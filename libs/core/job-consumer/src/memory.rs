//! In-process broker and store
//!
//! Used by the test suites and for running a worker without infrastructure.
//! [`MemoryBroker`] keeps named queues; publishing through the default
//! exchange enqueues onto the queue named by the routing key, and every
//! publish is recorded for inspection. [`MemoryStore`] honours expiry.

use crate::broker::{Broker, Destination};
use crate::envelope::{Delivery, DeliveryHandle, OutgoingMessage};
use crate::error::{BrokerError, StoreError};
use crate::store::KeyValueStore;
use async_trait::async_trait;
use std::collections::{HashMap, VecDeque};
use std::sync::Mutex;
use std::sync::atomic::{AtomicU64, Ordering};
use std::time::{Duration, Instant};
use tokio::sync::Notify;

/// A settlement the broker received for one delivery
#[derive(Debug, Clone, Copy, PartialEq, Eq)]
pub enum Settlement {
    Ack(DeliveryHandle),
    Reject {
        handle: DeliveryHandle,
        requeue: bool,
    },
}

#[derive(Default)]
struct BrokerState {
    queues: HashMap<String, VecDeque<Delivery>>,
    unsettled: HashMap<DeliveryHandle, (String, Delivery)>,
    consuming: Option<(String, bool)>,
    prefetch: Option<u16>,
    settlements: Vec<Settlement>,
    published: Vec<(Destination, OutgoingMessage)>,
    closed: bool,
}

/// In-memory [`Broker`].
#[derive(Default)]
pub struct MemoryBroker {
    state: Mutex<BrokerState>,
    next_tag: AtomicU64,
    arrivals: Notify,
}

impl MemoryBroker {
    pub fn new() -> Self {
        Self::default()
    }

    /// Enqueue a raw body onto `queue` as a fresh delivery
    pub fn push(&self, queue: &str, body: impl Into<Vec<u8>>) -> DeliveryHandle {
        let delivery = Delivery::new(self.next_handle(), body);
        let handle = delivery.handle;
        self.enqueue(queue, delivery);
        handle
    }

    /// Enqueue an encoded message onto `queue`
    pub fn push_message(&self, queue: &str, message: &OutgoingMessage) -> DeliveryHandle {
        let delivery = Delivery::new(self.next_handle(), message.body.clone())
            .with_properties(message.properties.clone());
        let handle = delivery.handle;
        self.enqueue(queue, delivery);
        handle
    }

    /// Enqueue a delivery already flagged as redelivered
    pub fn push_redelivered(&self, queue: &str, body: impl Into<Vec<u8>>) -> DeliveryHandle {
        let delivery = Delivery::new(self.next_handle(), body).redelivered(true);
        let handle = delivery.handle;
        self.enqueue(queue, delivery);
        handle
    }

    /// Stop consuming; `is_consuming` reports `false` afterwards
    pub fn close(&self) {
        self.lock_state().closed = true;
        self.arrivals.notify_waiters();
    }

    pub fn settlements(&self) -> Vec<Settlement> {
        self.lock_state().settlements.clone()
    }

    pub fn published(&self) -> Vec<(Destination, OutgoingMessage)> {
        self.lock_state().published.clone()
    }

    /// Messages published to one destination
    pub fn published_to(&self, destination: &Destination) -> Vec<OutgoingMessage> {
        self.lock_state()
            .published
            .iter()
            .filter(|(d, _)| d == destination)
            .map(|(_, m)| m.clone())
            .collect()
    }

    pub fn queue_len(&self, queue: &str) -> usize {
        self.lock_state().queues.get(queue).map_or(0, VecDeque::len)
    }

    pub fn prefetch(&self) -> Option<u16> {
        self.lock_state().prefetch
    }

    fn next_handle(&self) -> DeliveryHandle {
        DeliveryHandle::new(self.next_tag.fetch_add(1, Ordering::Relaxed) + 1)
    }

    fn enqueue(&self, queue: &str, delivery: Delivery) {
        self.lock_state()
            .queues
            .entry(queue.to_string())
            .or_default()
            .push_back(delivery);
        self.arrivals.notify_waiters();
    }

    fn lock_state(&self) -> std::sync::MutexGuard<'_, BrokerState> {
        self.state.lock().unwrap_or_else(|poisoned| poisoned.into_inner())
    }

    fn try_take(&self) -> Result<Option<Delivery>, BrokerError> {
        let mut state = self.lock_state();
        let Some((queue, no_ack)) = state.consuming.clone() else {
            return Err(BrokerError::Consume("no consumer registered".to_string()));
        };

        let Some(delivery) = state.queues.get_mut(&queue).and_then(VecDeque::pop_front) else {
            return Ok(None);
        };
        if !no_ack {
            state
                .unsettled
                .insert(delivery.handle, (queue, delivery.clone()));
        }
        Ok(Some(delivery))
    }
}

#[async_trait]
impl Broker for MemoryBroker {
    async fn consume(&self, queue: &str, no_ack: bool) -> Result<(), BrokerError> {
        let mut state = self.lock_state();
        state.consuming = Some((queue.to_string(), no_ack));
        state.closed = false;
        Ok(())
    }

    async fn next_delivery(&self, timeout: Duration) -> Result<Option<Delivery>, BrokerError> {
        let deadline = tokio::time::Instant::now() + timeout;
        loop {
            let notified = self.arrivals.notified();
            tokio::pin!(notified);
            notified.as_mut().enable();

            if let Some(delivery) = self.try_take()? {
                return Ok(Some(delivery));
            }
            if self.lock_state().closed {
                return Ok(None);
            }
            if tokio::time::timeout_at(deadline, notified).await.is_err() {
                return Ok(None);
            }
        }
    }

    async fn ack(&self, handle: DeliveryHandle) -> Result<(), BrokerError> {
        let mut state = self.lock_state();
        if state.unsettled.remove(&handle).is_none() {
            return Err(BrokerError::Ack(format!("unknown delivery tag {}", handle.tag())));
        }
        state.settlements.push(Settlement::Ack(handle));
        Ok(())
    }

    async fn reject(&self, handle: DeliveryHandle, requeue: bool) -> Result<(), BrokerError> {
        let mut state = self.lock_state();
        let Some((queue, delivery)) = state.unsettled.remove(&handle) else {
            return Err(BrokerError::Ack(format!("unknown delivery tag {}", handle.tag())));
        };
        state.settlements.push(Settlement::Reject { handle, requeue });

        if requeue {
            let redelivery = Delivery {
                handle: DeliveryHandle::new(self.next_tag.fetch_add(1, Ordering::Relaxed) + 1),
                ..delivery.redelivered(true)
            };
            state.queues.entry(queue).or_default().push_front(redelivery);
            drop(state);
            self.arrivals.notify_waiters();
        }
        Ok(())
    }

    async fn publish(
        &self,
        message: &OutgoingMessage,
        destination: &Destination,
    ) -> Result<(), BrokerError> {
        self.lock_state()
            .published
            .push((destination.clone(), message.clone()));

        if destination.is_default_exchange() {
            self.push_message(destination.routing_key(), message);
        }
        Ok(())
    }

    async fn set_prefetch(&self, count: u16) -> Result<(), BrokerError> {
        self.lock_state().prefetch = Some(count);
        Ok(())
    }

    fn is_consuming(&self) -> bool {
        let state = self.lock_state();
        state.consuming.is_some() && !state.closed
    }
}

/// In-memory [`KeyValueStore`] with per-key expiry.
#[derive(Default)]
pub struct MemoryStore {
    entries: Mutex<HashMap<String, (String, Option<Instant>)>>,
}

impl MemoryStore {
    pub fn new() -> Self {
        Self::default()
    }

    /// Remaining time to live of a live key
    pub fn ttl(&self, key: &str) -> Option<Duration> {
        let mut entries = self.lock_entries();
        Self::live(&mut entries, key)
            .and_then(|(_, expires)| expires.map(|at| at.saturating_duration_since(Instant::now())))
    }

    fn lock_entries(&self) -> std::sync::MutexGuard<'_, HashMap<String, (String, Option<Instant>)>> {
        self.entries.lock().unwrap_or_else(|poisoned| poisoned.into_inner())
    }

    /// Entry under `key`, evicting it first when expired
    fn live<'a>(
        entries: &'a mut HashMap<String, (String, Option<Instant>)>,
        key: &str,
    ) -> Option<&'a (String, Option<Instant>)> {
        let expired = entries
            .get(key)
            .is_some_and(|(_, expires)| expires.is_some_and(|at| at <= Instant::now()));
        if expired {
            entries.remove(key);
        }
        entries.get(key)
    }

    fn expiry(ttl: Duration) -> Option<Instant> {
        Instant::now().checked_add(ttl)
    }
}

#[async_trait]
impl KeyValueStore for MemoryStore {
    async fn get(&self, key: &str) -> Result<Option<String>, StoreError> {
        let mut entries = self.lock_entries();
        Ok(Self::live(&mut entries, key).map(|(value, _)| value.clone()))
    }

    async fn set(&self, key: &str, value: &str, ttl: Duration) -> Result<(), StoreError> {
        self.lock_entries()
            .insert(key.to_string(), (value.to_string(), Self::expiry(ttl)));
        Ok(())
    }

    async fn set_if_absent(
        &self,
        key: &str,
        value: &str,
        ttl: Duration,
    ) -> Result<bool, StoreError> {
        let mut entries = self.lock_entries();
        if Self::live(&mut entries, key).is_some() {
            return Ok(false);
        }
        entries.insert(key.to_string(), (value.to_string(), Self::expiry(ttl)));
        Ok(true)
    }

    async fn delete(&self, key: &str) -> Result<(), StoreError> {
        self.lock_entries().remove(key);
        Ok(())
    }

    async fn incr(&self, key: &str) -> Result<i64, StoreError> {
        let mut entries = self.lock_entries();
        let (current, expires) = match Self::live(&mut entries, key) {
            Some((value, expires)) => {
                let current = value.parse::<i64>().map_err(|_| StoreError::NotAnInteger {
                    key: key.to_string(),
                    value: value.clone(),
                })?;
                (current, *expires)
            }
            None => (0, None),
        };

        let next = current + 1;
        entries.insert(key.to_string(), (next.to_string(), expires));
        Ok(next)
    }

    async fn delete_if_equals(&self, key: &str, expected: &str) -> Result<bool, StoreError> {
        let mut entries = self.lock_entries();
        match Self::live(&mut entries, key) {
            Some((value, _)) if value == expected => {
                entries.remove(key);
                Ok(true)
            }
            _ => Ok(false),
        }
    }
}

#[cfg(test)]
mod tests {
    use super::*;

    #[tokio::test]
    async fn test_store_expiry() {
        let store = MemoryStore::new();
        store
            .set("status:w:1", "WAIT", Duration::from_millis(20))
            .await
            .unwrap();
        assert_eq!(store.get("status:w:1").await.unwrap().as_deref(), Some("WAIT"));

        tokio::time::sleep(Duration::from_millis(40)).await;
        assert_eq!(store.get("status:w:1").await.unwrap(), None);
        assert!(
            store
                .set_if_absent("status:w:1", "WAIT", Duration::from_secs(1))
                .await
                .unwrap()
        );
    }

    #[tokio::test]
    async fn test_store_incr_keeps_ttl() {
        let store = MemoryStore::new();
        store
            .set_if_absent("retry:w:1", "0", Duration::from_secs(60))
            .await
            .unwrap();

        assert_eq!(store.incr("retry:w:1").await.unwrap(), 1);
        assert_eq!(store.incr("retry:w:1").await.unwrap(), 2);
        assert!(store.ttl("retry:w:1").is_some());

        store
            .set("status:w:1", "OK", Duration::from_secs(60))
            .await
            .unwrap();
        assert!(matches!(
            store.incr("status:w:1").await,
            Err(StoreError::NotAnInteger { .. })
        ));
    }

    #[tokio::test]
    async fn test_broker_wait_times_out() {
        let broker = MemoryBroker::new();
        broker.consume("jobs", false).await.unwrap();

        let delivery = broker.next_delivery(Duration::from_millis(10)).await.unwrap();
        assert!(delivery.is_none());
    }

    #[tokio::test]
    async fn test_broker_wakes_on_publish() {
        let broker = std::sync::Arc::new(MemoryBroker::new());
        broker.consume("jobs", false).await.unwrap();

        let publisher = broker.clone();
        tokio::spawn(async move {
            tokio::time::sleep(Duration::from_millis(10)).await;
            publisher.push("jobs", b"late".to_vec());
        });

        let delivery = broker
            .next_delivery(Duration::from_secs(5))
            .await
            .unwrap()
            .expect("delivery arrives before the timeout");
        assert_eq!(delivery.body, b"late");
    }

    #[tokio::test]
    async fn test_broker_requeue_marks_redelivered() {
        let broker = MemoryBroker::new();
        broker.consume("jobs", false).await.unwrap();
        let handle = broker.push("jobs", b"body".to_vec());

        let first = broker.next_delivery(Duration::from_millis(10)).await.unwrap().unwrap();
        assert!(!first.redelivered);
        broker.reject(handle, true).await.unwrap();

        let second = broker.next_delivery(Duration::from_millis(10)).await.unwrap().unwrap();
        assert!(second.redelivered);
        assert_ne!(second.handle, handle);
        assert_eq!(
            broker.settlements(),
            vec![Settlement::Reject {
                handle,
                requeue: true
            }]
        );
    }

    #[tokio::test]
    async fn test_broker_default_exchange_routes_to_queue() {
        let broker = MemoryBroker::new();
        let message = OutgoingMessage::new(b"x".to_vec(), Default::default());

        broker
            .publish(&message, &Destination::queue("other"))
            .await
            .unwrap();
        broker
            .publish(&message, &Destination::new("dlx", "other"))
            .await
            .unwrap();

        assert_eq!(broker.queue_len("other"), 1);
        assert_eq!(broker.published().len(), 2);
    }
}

Exercise prompt:
Lines in the material above that include the string "notified" should be listed.

Reply:
            let notified = self.arrivals.notified();
            tokio::pin!(notified);
            notified.as_mut().enable();
            if tokio::time::timeout_at(deadline, notified).await.is_err() {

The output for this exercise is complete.